ACTION ITEM:
In the data below, how many lines contain the string "EnvFilter"? Give only the figure.

Saved entries:

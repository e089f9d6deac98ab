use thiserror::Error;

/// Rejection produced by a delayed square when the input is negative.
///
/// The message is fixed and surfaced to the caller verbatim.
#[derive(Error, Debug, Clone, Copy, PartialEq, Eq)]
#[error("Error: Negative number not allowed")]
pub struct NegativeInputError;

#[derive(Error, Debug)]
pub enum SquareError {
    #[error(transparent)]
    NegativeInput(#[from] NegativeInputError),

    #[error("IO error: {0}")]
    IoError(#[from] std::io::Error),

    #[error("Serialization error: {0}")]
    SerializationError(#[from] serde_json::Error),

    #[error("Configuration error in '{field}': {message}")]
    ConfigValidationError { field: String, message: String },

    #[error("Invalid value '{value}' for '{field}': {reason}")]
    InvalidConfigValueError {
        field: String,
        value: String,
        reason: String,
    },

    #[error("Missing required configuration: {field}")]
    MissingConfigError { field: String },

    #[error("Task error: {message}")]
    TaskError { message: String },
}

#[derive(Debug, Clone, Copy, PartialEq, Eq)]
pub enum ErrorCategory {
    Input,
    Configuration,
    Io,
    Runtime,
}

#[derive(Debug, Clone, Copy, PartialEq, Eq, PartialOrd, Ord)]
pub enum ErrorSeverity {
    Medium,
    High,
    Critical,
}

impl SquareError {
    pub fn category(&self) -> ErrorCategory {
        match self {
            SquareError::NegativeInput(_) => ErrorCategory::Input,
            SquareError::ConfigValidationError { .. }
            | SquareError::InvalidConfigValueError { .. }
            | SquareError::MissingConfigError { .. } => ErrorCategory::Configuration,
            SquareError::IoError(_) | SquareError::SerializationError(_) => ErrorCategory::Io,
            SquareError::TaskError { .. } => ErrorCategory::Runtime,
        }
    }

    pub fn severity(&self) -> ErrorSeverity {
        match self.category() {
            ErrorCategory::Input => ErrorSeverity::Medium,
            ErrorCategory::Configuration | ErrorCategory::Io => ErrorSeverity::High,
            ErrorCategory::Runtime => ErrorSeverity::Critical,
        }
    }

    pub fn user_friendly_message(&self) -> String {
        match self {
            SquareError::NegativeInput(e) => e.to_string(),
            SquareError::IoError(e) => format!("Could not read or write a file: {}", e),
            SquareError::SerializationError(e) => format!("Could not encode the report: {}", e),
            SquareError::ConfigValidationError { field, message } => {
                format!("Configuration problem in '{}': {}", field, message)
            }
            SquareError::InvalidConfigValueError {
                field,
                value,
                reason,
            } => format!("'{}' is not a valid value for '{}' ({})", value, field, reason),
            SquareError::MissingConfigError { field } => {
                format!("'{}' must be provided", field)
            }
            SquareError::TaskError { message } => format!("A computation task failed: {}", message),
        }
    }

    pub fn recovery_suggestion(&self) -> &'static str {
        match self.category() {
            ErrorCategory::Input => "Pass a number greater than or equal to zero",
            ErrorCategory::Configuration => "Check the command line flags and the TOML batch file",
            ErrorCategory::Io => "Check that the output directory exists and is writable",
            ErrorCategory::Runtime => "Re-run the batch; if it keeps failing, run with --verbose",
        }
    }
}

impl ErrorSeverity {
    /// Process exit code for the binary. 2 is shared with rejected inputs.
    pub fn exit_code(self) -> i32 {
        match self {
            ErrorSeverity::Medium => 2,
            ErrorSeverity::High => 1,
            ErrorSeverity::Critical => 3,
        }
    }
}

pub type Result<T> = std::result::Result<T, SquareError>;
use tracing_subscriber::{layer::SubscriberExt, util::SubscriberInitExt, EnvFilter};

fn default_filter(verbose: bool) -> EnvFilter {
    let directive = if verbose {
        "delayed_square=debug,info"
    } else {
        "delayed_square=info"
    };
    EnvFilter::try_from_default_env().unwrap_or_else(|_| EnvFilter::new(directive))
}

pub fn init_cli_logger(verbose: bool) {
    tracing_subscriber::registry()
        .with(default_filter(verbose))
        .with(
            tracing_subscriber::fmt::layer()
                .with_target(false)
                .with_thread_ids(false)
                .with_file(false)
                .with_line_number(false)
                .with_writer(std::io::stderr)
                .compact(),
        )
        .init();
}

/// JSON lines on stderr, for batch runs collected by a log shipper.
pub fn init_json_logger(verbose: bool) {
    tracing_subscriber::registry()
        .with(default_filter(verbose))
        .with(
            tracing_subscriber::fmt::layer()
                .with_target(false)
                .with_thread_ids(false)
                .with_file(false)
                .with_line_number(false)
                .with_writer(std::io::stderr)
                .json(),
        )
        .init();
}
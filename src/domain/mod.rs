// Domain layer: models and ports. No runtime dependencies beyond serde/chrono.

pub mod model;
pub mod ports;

ANSWER FOR THIS EXERCISE:
3